A buttress beneath the Diamond reflected near Chasm Lake ©Bennett Barthelemy |
Without realizing it I have stepped in to quite a bit of amazing history signing on as a Longs Peak guide this summer. I have two ascents in the last two weeks and if the weather gods smile (and the lords of asthma and allergies take pity on me -currently on 4 different meds to appease my challenged lungs), four more trips to the summit will be added in the next two weeks.
Been reading Longs Peak history with its colorful and extremely fit and dedicated characters.
One of my heroes, John Wesley Powell, the one armed veteran of the battle at Shiloh made it topside in 1868 and is credited with the Peaks FA. Curiously they named a smaller subpeak after, him years later, a few miles the northwest. Isabella Bird - FFA? (one of the first female ascents at age 42 in 1873) with one eyed Rocky Mountain Jim as guide, "A man any woman could love but no sane woman would marry" -according to Bird...
Alpine starts... ©Bennett Barthelemy |
The first "official" guide on Longs charged $5 per ascent and made about the equivalent I do in today's money... He was well over six feet and also worked part time as an insanely dedicated preacher. He is said to have gone into Estes bars and at gunpoint would force the customers to pray with him. Elkanah Lamb... Rad.
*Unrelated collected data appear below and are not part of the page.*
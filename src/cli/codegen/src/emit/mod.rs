/* src/cli/codegen/src/emit/mod.rs */

// One builder per route kind; each returns a `JsModule` for the renderer.

mod image;
mod sitemap;
mod static_asset;
mod text;

#[cfg(test)]
mod tests;

use std::path::Path;

use crate::js::{Import, Item, Stmt, js_string};
use crate::options::GeneratorOptions;

pub use image::dynamic_image_module;
pub use sitemap::{SITEMAP_ID_SUFFIX, dynamic_sitemap_module};
pub use static_asset::static_asset_module;
pub use text::dynamic_text_module;

/// Route param carrying the generated instance id of a multi route.
pub const METADATA_ID_PARAM: &str = "__metadata_id__";

/// Exports of the user module that must not be re-exported.
pub(crate) const RESERVED_EXPORTS: &[&str] = &["default", "generateSitemaps"];

fn display_path(path: &Path) -> String {
  path.to_string_lossy().into_owned()
}

fn response_import(options: &GeneratorOptions) -> Import {
  Import::named(&["NextResponse"], &options.response_module)
}

fn resolver_import(options: &GeneratorOptions) -> Import {
  Import::named(&["resolveRouteData"], &options.resolver_module)
}

/// `contentType` and `cacheControl` constants read by `respond_with`.
fn header_consts(content_type: &str, cache_control: &str) -> [Item; 2] {
  [
    Item::constant("contentType", js_string(content_type)),
    Item::constant("cacheControl", js_string(cache_control)),
  ]
}

fn respond_with(body: &str) -> Stmt {
  Stmt::line(format!(
    "return new NextResponse({body}, {{ headers: {{ 'Content-Type': contentType, 'Cache-Control': cacheControl }} }})"
  ))
}

/// Request-time guard: the user module's default export must be callable.
fn handler_guard(path: &Path) -> Stmt {
  let message = format!("Default export is missing in \"{}\"", display_path(path));
  Stmt::block(
    "if (typeof handler !== 'function')",
    vec![Stmt::line(format!("throw new Error({})", js_string(&message)))],
  )
}

/// Guard that a generator item carries an `id`.
fn id_required(generator: &str) -> Stmt {
  let message = format!("id property is required for every item returned from {generator}");
  Stmt::block(
    "if (item?.id == null)",
    vec![Stmt::line(format!("throw new Error({})", js_string(&message)))],
  )
}
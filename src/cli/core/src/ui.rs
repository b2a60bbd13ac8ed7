/* src/cli/core/src/ui.rs */

pub const RESET: &str = "\x1b[0m";
pub const BOLD: &str = "\x1b[1m";
pub const DIM: &str = "\x1b[2m";
pub const RED: &str = "\x1b[31m";
pub const GREEN: &str = "\x1b[32m";
pub const YELLOW: &str = "\x1b[33m";

const VERSION: &str = env!("CARGO_PKG_VERSION");

pub fn ok(msg: &str) {
  println!("  {GREEN}\u{2713}{RESET} {msg}");
}

pub fn fail(msg: &str) {
  eprintln!("  {RED}\u{2717}{RESET} {msg}");
}

pub fn warn(msg: &str) {
  println!("  {YELLOW}!{RESET} {msg}");
}

pub fn arrow(msg: &str) {
  println!("  {GREEN}\u{2192}{RESET} {msg}");
}

pub fn detail(msg: &str) {
  println!("        {msg}");
}

pub fn banner(cmd: &str) {
  println!();
  println!("  {BOLD}SeamJS{RESET} metaroute {cmd} {DIM}v{VERSION}{RESET}");
  println!();
}

pub fn format_size(bytes: u64) -> String {
  if bytes >= 1_000_000 {
    format!("{:.1} MB", bytes as f64 / 1_000_000.0)
  } else if bytes >= 1_000 {
    format!("{:.1} kB", bytes as f64 / 1_000.0)
  } else {
    format!("{bytes} B")
  }
}

pub fn blank() {
  println!();
}
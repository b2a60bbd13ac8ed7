/* src/cli/codegen/src/route_file.rs */

use std::path::{Path, PathBuf};

/// Suffix marking a stem as a multi-instance route (`opengraph-image[].tsx`).
pub const MULTI_ROUTE_MARKER: &str = "[]";

/// A matched metadata file, split into its logical name and extension.
#[derive(Debug, Clone, PartialEq, Eq)]
pub struct RouteFile {
  pub path: PathBuf,
  pub name: String,
  pub extension: Option<String>,
}

/// Split the base filename on `.`: the first segment is the stem, the second
/// the extension. Never fails; a name without a dot has no extension.
pub fn parse_route_file(path: &Path) -> RouteFile {
  let file_name = path.file_name().map(|n| n.to_string_lossy().into_owned()).unwrap_or_default();
  let mut parts = file_name.split('.');
  let stem = parts.next().unwrap_or_default();
  let extension = parts.next().map(str::to_string);
  let name = stem.strip_suffix(MULTI_ROUTE_MARKER).unwrap_or(stem).to_string();
  RouteFile { path: path.to_path_buf(), name, extension }
}

#[cfg(test)]
mod tests {
  use super::*;

  #[test]
  fn plain_file() {
    let f = parse_route_file(Path::new("/app/favicon.ico"));
    assert_eq!(f.name, "favicon");
    assert_eq!(f.extension.as_deref(), Some("ico"));
  }

  #[test]
  fn multi_marker_stripped() {
    for (path, name, ext) in [
      ("/app/opengraph-image[].tsx", "opengraph-image", "tsx"),
      ("/app/sitemap[].ts", "sitemap", "ts"),
      ("icon[].png", "icon", "png"),
    ] {
      let f = parse_route_file(Path::new(path));
      assert_eq!(f.name, name, "failed for {path}");
      assert_eq!(f.extension.as_deref(), Some(ext), "failed for {path}");
    }
  }

  #[test]
  fn only_second_segment_is_extension() {
    let f = parse_route_file(Path::new("/app/icon.dark.png"));
    assert_eq!(f.name, "icon");
    assert_eq!(f.extension.as_deref(), Some("dark"));
  }

  #[test]
  fn no_extension() {
    let f = parse_route_file(Path::new("/app/robots"));
    assert_eq!(f.name, "robots");
    assert!(f.extension.is_none());
  }

  #[test]
  fn empty_path_degrades() {
    let f = parse_route_file(Path::new(""));
    assert_eq!(f.name, "");
    assert!(f.extension.is_none());
  }

  #[test]
  fn jpg_not_normalized_here() {
    let f = parse_route_file(Path::new("/app/icon.jpg"));
    assert_eq!(f.extension.as_deref(), Some("jpg"));
  }
}
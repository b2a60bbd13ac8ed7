/* src/cli/codegen/src/emit/tests/mod.rs */

use std::path::Path;

use super::sitemap::reexport_names;
use super::*;
use crate::js::render_module;
use crate::options::{BuildMode, Cardinality, RouteRequest, RouteSource};
use crate::route_file::parse_route_file;


fn dynamic(path: &str, cardinality: Cardinality) -> RouteRequest {
  RouteRequest::new(path, RouteSource::Dynamic, cardinality)
}

fn file(path: &str) -> crate::route_file::RouteFile {
  parse_route_file(Path::new(path))
}

// -- static asset --

#[test]
fn static_asset_embeds_base64() {
  let options = GeneratorOptions::new(BuildMode::Development);
  let code = render_module(&static_asset_module(&file("/app/icon.png"), b"hello", &options));
  assert!(code.contains("const buffer = Buffer.from(\"aGVsbG8=\", 'base64')"));
  assert!(code.contains("const contentType = \"image/png\""));
  assert!(code.contains("const cacheControl = \"no-cache, no-store\""));
  assert!(code.contains("export function GET() {"));
  assert!(code.contains("return new NextResponse(buffer, "));
  assert!(code.contains("export const dynamic = 'force-static'"));
  assert!(!code.contains("/app/icon.png"), "static asset must not reference the file at serve time");
}

#[test]
fn static_asset_production_is_immutable() {
  let options = GeneratorOptions::new(BuildMode::Production);
  let code = render_module(&static_asset_module(&file("/app/opengraph-image.jpg"), b"x", &options));
  assert!(code.contains("\"public, immutable, no-transform, max-age=31536000\""));
  assert!(code.contains("\"image/jpeg\""));
}

#[test]
fn static_favicon_revalidates() {
  for mode in [BuildMode::Development, BuildMode::Production] {
    let options = GeneratorOptions::new(mode);
    let code = render_module(&static_asset_module(&file("/app/favicon.ico"), b"x", &options));
    assert!(code.contains("\"public, max-age=0, must-revalidate\""), "failed for {mode}");
    assert!(code.contains("\"image/x-icon\""));
  }
}

#[test]
fn static_asset_idempotent() {
  let options = GeneratorOptions::new(BuildMode::Production);
  let f = file("/app/sitemap.xml");
  let a = render_module(&static_asset_module(&f, b"<urlset/>", &options));
  let b = render_module(&static_asset_module(&f, b"<urlset/>", &options));
  assert_eq!(a, b);
}

#[test]
fn response_module_configurable() {
  let mut options = GeneratorOptions::new(BuildMode::Development);
  options.response_module = "@canmi/seam-server".to_string();
  let code = render_module(&static_asset_module(&file("/app/robots.txt"), b"", &options));
  assert!(code.contains("import { NextResponse } from \"@canmi/seam-server\""));
}

// -- dynamic text --

#[test]
fn robots_module() {
  let options = GeneratorOptions::default();
  let code = render_module(&dynamic_text_module(&file("/app/robots.ts"), &options));
  assert!(code.contains("import handler from \"/app/robots.ts\""));
  assert!(code.contains("import { resolveRouteData } from \"next/dist/build/webpack/loaders/metadata/resolve-route-data\""));
  assert!(code.contains("const contentType = \"text/plain\""));
  assert!(code.contains("const fileType = \"robots\""));
  assert!(code.contains("const cacheControl = \"public, max-age=0, must-revalidate\""));
  assert!(code.contains("export async function GET() {"));
  assert!(code.contains("const data = await handler()"));
  assert!(code.contains("const content = resolveRouteData(data, fileType)"));
}

#[test]
fn manifest_module_content_type() {
  let code = render_module(&dynamic_text_module(&file("/app/manifest.ts"), &GeneratorOptions::default()));
  assert!(code.contains("const contentType = \"application/manifest+json\""));
  assert!(code.contains("const fileType = \"manifest\""));
}

#[test]
fn handler_guard_inside_request() {
  let code = render_module(&dynamic_text_module(&file("/app/robots.ts"), &GeneratorOptions::default()));
  let get = code.find("export async function GET").unwrap();
  let guard = code.find("if (typeof handler !== 'function')").unwrap();
  assert!(guard > get, "guard must run at request time");
  assert!(code.contains(r#"throw new Error("Default export is missing in \"/app/robots.ts\"")"#));
}

#[test]
fn path_escaped_in_imports() {
  let f = file("/srv/my \"site\"/app/robots.ts");
  let code = render_module(&dynamic_text_module(&f, &GeneratorOptions::default()));
  assert!(code.contains(r#"import handler from "/srv/my \"site\"/app/robots.ts""#));
}

// -- dynamic image --

#[test]
fn single_image_passes_params_through() {
  let req = dynamic("/app/opengraph-image.tsx", Cardinality::Single);
  let code =
    render_module(&dynamic_image_module(&file("/app/opengraph-image.tsx"), &req, &GeneratorOptions::default()));
  assert!(code.contains("import * as userland from \"/app/opengraph-image.tsx\""));
  assert!(code.contains("const params = ctx?.params"));
  assert!(code.contains("const id = undefined"));
  assert!(code.contains("return handler({ params, id })"));
  assert!(!code.contains("generateImageMetadata"));
  assert!(!code.contains("NextResponse"));
  assert!(!code.contains("status: 404"));
}

#[test]
fn multi_image_resolves_id_or_404() {
  let req = dynamic("/app/icon.tsx", Cardinality::Multi);
  let code = render_module(&dynamic_image_module(&file("/app/icon.tsx"), &req, &GeneratorOptions::default()));
  assert!(code.contains("const { __metadata_id__, ...params } = ctx?.params || {}"));
  assert!(code.contains("await generateImageMetadata({ params })"));
  assert!(code.contains("return item.id.toString() === targetId"));
  assert!(code.contains("})?.id"));
  assert!(code.contains(
    "    if (id == null) {\n      return new NextResponse('Not Found', { status: 404 })\n    }"
  ));
  let not_found = code.find("status: 404").unwrap();
  let call = code.find("return handler({ params, id })").unwrap();
  assert!(not_found < call, "404 must short-circuit before the handler runs");
}

#[test]
fn image_id_check_only_when_validating() {
  let req = dynamic("/app/icon.tsx", Cardinality::Multi);
  let dev = render_module(&dynamic_image_module(
    &file("/app/icon.tsx"),
    &req,
    &GeneratorOptions::new(BuildMode::Development),
  ));
  assert!(dev.contains("id property is required for every item returned from generateImageMetadata"));

  let prod = render_module(&dynamic_image_module(
    &file("/app/icon.tsx"),
    &req,
    &GeneratorOptions::new(BuildMode::Production),
  ));
  assert!(!prod.contains("id property is required"));
  assert!(prod.contains("status: 404"));
}

#[test]
fn image_has_handler_guard() {
  let req = dynamic("/app/twitter-image.tsx", Cardinality::Single);
  let code =
    render_module(&dynamic_image_module(&file("/app/twitter-image.tsx"), &req, &GeneratorOptions::default()));
  assert!(code.contains("Default export is missing in \\\"/app/twitter-image.tsx\\\""));
}

// -- dynamic sitemap --

fn names(list: &[&str]) -> Vec<String> {
  list.iter().map(|s| (*s).to_string()).collect()
}

#[test]
fn sitemap_reexports_filtered() {
  let req = dynamic("/app/sitemap.ts", Cardinality::Single);
  let exports = names(&["default", "revalidate", "generateSitemaps", "dynamic"]);
  let code = render_module(&dynamic_sitemap_module(
    &file("/app/sitemap.ts"),
    &exports,
    &req,
    &GeneratorOptions::default(),
  ));
  assert!(code.contains("export { revalidate, dynamic } from \"/app/sitemap.ts\""));
}

#[test]
fn reserved_names_never_reexported() {
  let exports = names(&["generateSitemaps", "default", "default", "alternates"]);
  assert_eq!(reexport_names(&exports, &[]), vec!["alternates"]);
  assert!(reexport_names(&names(&["default", "generateSitemaps"]), &[]).is_empty());
}

#[test]
fn generated_exports_not_duplicated() {
  let exports = names(&["GET", "revalidate"]);
  assert_eq!(reexport_names(&exports, &["GET"]), vec!["revalidate"]);
}

#[test]
fn sitemap_no_exports_no_reexport_line() {
  let req = dynamic("/app/sitemap.ts", Cardinality::Single);
  let code = render_module(&dynamic_sitemap_module(
    &file("/app/sitemap.ts"),
    &names(&["default"]),
    &req,
    &GeneratorOptions::default(),
  ));
  assert!(!code.contains("export {"));
}

#[test]
fn sitemap_strips_explicit_suffix() {
  let req = dynamic("/app/sitemap.ts", Cardinality::Single);
  let code =
    render_module(&dynamic_sitemap_module(&file("/app/sitemap.ts"), &[], &req, &GeneratorOptions::default()));
  assert!(code.contains("const idSuffix = \".xml\""));
  assert!(code.contains("id.endsWith(idSuffix) ? id.slice(0, -idSuffix.length) : id"));
  assert!(!code.contains("slice(0, -4)"));
  assert!(code.contains("const data = await handler({ id: targetId })"));
  assert!(code.contains("const contentType = \"application/xml\""));
  assert!(code.contains("const fileType = \"sitemap\""));
  assert!(!code.contains("generateStaticParams"));
}

#[test]
fn multi_sitemap_static_params() {
  let req = dynamic("/app/sitemap.ts", Cardinality::Multi);
  let code = render_module(&dynamic_sitemap_module(
    &file("/app/sitemap.ts"),
    &names(&["default", "generateSitemaps"]),
    &req,
    &GeneratorOptions::new(BuildMode::Development),
  ));
  assert!(code.contains("export async function generateStaticParams() {"));
  assert!(code.contains("const sitemaps = await generateSitemaps()"));
  assert!(code.contains("params.push({ __metadata_id__: item.id.toString() + idSuffix })"));
  assert!(code.contains("id property is required for every item returned from generateSitemaps"));
}

#[test]
fn multi_sitemap_production_skips_id_check() {
  let req = dynamic("/app/sitemap.ts", Cardinality::Multi);
  let code = render_module(&dynamic_sitemap_module(
    &file("/app/sitemap.ts"),
    &[],
    &req,
    &GeneratorOptions::new(BuildMode::Production),
  ));
  assert!(code.contains("generateStaticParams"));
  assert!(!code.contains("id property is required"));
}

#[test]
fn user_generate_static_params_not_reexported_for_multi() {
  let req = dynamic("/app/sitemap.ts", Cardinality::Multi);
  let module = dynamic_sitemap_module(
    &file("/app/sitemap.ts"),
    &names(&["generateStaticParams", "revalidate"]),
    &req,
    &GeneratorOptions::default(),
  );
  let exported = module.export_names();
  assert_eq!(exported.iter().filter(|n| **n == "generateStaticParams").count(), 1);
  assert!(exported.contains(&"revalidate"));
}
/* src/cli/codegen/src/exports.rs */

use std::sync::OnceLock;

use regex::Regex;

// export [async] function|class|enum NAME
fn decl_re() -> &'static Regex {
  static RE: OnceLock<Regex> = OnceLock::new();
  RE.get_or_init(|| {
    Regex::new(
      r"\bexport\s+(?:async\s+)?(?:function\s*\*?\s*|(?:abstract\s+)?class\s+|enum\s+)([A-Za-z_$][\w$]*)",
    )
    .unwrap()
  })
}

// export const|let|var, followed by the declarator list
fn binding_re() -> &'static Regex {
  static RE: OnceLock<Regex> = OnceLock::new();
  RE.get_or_init(|| Regex::new(r"\bexport\s+(?:const|let|var)\s+").unwrap())
}

fn default_re() -> &'static Regex {
  static RE: OnceLock<Regex> = OnceLock::new();
  RE.get_or_init(|| Regex::new(r"\bexport\s+default\b").unwrap())
}

fn list_re() -> &'static Regex {
  static RE: OnceLock<Regex> = OnceLock::new();
  RE.get_or_init(|| Regex::new(r"\bexport\s+(type\s+)?\{([^}]*)\}").unwrap())
}

fn star_re() -> &'static Regex {
  static RE: OnceLock<Regex> = OnceLock::new();
  RE.get_or_init(|| Regex::new(r"\bexport\s*\*\s*as\s+([A-Za-z_$][\w$]*)").unwrap())
}

fn ident_re() -> &'static Regex {
  static RE: OnceLock<Regex> = OnceLock::new();
  RE.get_or_init(|| Regex::new(r"^[A-Za-z_$][\w$]*$").unwrap())
}

fn ident_prefix_re() -> &'static Regex {
  static RE: OnceLock<Regex> = OnceLock::new();
  RE.get_or_init(|| Regex::new(r"^[A-Za-z_$][\w$]*").unwrap())
}

/// Collect the runtime export names of a JS/TS module, in source order.
///
/// Comments and the contents of string and template literals are blanked
/// before matching, so neither can hide or fake an export. Every declarator
/// of `export const a = 1, b = 2` is collected, including the bindings of
/// destructuring patterns. Type-only and `declare` exports are skipped.
/// Not followed: `export * from`. Regex literals are not recognised; a
/// quote inside one blanks the rest of its line.
pub fn scan_named_exports(source: &str) -> Vec<String> {
  let code = mask_source(source);
  let mut found: Vec<(usize, String)> = Vec::new();

  for caps in decl_re().captures_iter(&code) {
    if let (Some(whole), Some(name)) = (caps.get(0), caps.get(1)) {
      found.push((whole.start(), name.as_str().to_string()));
    }
  }

  for m in binding_re().find_iter(&code) {
    for (offset, name) in declarator_names(&code[m.end()..]).into_iter().enumerate() {
      found.push((m.start() + offset, name));
    }
  }

  for m in default_re().find_iter(&code) {
    found.push((m.start(), "default".to_string()));
  }

  for caps in star_re().captures_iter(&code) {
    if let (Some(whole), Some(name)) = (caps.get(0), caps.get(1)) {
      found.push((whole.start(), name.as_str().to_string()));
    }
  }

  for caps in list_re().captures_iter(&code) {
    if caps.get(1).is_some() {
      continue;
    }
    let (Some(whole), Some(list)) = (caps.get(0), caps.get(2)) else {
      continue;
    };
    for (offset, specifier) in list.as_str().split(',').enumerate() {
      if let Some(name) = exported_name(specifier) {
        found.push((whole.start() + offset, name));
      }
    }
  }

  found.sort_by_key(|(pos, _)| *pos);
  let mut names: Vec<String> = Vec::new();
  for (_, name) in found {
    if !names.contains(&name) {
      names.push(name);
    }
  }
  names
}

/// `a` -> `a`, `a as b` -> `b`, `type T` -> skipped.
fn exported_name(specifier: &str) -> Option<String> {
  let specifier = specifier.trim();
  if specifier.is_empty() || specifier.starts_with("type ") {
    return None;
  }
  let name = match specifier.split_once(" as ") {
    Some((_, alias)) => alias.trim(),
    None => specifier,
  };
  ident_re().is_match(name).then(|| name.to_string())
}

// -- lexing --

/// Replace comments with a space and the contents of string and template
/// literals with spaces. Quotes, `${`/`}` of substitutions and line breaks
/// are kept, so brackets stay balanced and line structure survives.
fn mask_source(source: &str) -> String {
  let chars: Vec<char> = source.chars().collect();
  let mut out = String::with_capacity(source.len());
  // brace depth at which each open `${` substitution closes
  let mut substitutions: Vec<usize> = Vec::new();
  let mut depth = 0usize;
  let mut i = 0;

  while i < chars.len() {
    let c = chars[i];
    let next = chars.get(i + 1).copied();
    match c {
      '/' if next == Some('/') => {
        while i < chars.len() && chars[i] != '\n' {
          i += 1;
        }
        out.push(' ');
        continue;
      }
      '/' if next == Some('*') => {
        i += 2;
        while i < chars.len() && !(chars[i] == '*' && chars.get(i + 1) == Some(&'/')) {
          if chars[i] == '\n' {
            out.push('\n');
          }
          i += 1;
        }
        i += 2;
        out.push(' ');
        continue;
      }
      '\'' | '"' => {
        i = mask_quoted(&chars, i, &mut out);
        continue;
      }
      '`' => {
        out.push('`');
        i = mask_template(&chars, i + 1, &mut out, &mut substitutions, depth);
        continue;
      }
      '{' => depth += 1,
      '}' if substitutions.last() == Some(&depth) => {
        substitutions.pop();
        out.push('}');
        i = mask_template(&chars, i + 1, &mut out, &mut substitutions, depth);
        continue;
      }
      '}' => depth = depth.saturating_sub(1),
      _ => {}
    }
    out.push(c);
    i += 1;
  }
  out
}

/// Mask a `'...'` or `"..."` literal starting at `start`; an unterminated
/// literal ends at the line break.
fn mask_quoted(chars: &[char], start: usize, out: &mut String) -> usize {
  let quote = chars[start];
  out.push(quote);
  let mut i = start + 1;
  while i < chars.len() {
    match chars[i] {
      '\\' => {
        out.push_str("  ");
        i += 2;
      }
      '\n' => {
        out.push('\n');
        return i + 1;
      }
      c if c == quote => {
        out.push(quote);
        return i + 1;
      }
      _ => {
        out.push(' ');
        i += 1;
      }
    }
  }
  i
}

/// Mask template text from `start` up to the closing backtick, or up to a
/// `${` whose closing brace is recorded at `depth`.
fn mask_template(
  chars: &[char],
  start: usize,
  out: &mut String,
  substitutions: &mut Vec<usize>,
  depth: usize,
) -> usize {
  let mut i = start;
  while i < chars.len() {
    match chars[i] {
      '\\' => {
        out.push_str("  ");
        i += 2;
      }
      '`' => {
        out.push('`');
        return i + 1;
      }
      '$' if chars.get(i + 1) == Some(&'{') => {
        out.push_str("${");
        substitutions.push(depth);
        return i + 2;
      }
      '\n' => {
        out.push('\n');
        i += 1;
      }
      _ => {
        out.push(' ');
        i += 1;
      }
    }
  }
  i
}

// -- declarator lists --

/// Binding names of a masked declarator list, starting right after
/// `const`/`let`/`var`: `a = 1, b = f(x, y)`, `{ a, b: c }`, `[d, ...e]`.
fn declarator_names(list: &str) -> Vec<String> {
  let mut names = Vec::new();
  let mut pos = 0;
  loop {
    pos += list[pos..].len() - list[pos..].trim_start().len();
    let rest = &list[pos..];
    if rest.starts_with('{') || rest.starts_with('[') {
      let Some(close) = closing_bracket(rest) else {
        break;
      };
      pattern_names(&rest[..=close], &mut names);
      pos += close + 1;
    } else {
      let Some(m) = ident_prefix_re().find(rest) else {
        break;
      };
      let after = pos + m.end();
      if !starts_declarator(&list[after..]) {
        break;
      }
      names.push(m.as_str().to_string());
      pos = after;
    }
    match next_declarator(list, pos) {
      Some(next) => pos = next,
      None => break,
    }
  }
  names
}

/// A binding name is followed by `=`, a type annotation, `!`, `,`, `;` or
/// the end of the line. Anything else (`enum E`, `number>`) is not one.
fn starts_declarator(after: &str) -> bool {
  let next = after.trim_start_matches([' ', '\t']).chars().next();
  matches!(next, None | Some('\n' | '\r' | '=' | ':' | '!' | ',' | ';'))
}

/// Index of the bracket closing the one `s` starts with.
fn closing_bracket(s: &str) -> Option<usize> {
  let mut depth = 0usize;
  for (i, b) in s.bytes().enumerate() {
    match b {
      b'(' | b'[' | b'{' => depth += 1,
      b')' | b']' | b'}' => {
        depth = depth.checked_sub(1)?;
        if depth == 0 {
          return Some(i);
        }
      }
      _ => {}
    }
  }
  None
}

/// Skip a type annotation and initializer; returns the position after the
/// `,` that starts the next declarator, or `None` at the end of the statement.
fn next_declarator(list: &str, start: usize) -> Option<usize> {
  let bytes = list.as_bytes();
  let mut depth = 0usize;
  for (i, &b) in bytes.iter().enumerate().skip(start) {
    match b {
      b'(' | b'[' | b'{' => depth += 1,
      b')' | b']' | b'}' => depth = depth.checked_sub(1)?,
      b',' if depth == 0 => return Some(i + 1),
      b';' if depth == 0 => return None,
      b'\n' if depth == 0 && !line_continues(&list[start..i], &list[i + 1..]) => return None,
      _ => {}
    }
  }
  None
}

/// Whether a line break inside an initializer continues the expression.
fn line_continues(before: &str, after: &str) -> bool {
  let trailing = before.trim_end().chars().last();
  let leading = after.trim_start().chars().next();
  matches!(
    trailing,
    Some('=' | '+' | '-' | '*' | '/' | '%' | '&' | '|' | '^' | '!' | '?' | ':' | ',' | '.' | '<' | '>')
  ) || matches!(leading, Some('.' | '?' | ':' | '+' | '-' | '*' | '/' | '%' | '&' | '|' | '^' | '=' | ','))
}

/// Collect the bound names of an object or array pattern, brackets included.
fn pattern_names(pattern: &str, names: &mut Vec<String>) {
  let object = pattern.starts_with('{');
  let Some(inner) = pattern.get(1..pattern.len().saturating_sub(1)) else {
    return;
  };
  for element in split_top_level(inner) {
    let element = element.trim();
    let element = element.strip_prefix("...").unwrap_or(element).trim_start();
    let target = if object {
      match (find_top_level(element, b':'), find_top_level(element, b'=')) {
        // shorthand with a default: `a = x ? y : z`
        (Some(colon), Some(eq)) if eq < colon => &element[..eq],
        (Some(colon), _) => &element[colon + 1..],
        _ => element,
      }
    } else {
      element
    };
    let target = match find_top_level(target, b'=') {
      Some(eq) => &target[..eq],
      None => target,
    }
    .trim();
    if target.starts_with('{') || target.starts_with('[') {
      pattern_names(target, names);
    } else if ident_re().is_match(target) {
      names.push(target.to_string());
    }
  }
}

fn split_top_level(s: &str) -> Vec<&str> {
  let mut parts = Vec::new();
  let mut depth = 0usize;
  let mut from = 0;
  for (i, b) in s.bytes().enumerate() {
    match b {
      b'(' | b'[' | b'{' => depth += 1,
      b')' | b']' | b'}' => depth = depth.saturating_sub(1),
      b',' if depth == 0 => {
        parts.push(&s[from..i]);
        from = i + 1;
      }
      _ => {}
    }
  }
  parts.push(&s[from..]);
  parts
}

fn find_top_level(s: &str, target: u8) -> Option<usize> {
  let mut depth = 0usize;
  for (i, b) in s.bytes().enumerate() {
    match b {
      b'(' | b'[' | b'{' => depth += 1,
      b')' | b']' | b'}' => depth = depth.saturating_sub(1),
      b if b == target && depth == 0 => return Some(i),
      _ => {}
    }
  }
  None
}
/* src/cli/codegen/src/emit/text.rs */

use super::{display_path, handler_guard, header_consts, resolver_import, respond_with, response_import};
use crate::cache::CachePolicy;
use crate::content_type::content_type_for;
use crate::js::{Function, Import, Item, JsModule, Stmt, js_string};
use crate::options::GeneratorOptions;
use crate::route_file::RouteFile;

/// robots / manifest modules: call the user handler, serialize through the
/// route-data resolver under the file's own type name.
pub fn dynamic_text_module(file: &RouteFile, options: &GeneratorOptions) -> JsModule {
  let content_type = content_type_for(&file.name, file.extension.as_deref());
  let body = vec![
    handler_guard(&file.path),
    Stmt::line("const data = await handler()"),
    Stmt::line("const content = resolveRouteData(data, fileType)"),
    Stmt::Blank,
    respond_with("content"),
  ];

  JsModule::new()
    .import(response_import(options))
    .import(Import::default("handler", &display_path(&file.path)))
    .import(resolver_import(options))
    .items(header_consts(content_type, CachePolicy::Revalidate.header_value()))
    .item(Item::constant("fileType", js_string(&file.name)))
    .item(Item::Function(Function::exported_async("GET", &[], body)))
}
Enos Mills had some 300 ascents of the peak to his name and lived at the base of it for decades. A naturalist having been moved that way by randomly running into John Muir, he also ardently guided the peak and successfully lobbied congress to get Rocky Mountain National Park officially minted by President Wilson in 1913. He spent many cold nights up high in an elk-skin sleeping bag...
Longs Peak Guide Adam Fabrikant helping clients across the Narrows ©Bennett Barthelemy |
*Much of this history and more is detailed in the book Longs Peak: The story of Colorado's favorite Fourteener by Dougald MacDonald... Another book to buy....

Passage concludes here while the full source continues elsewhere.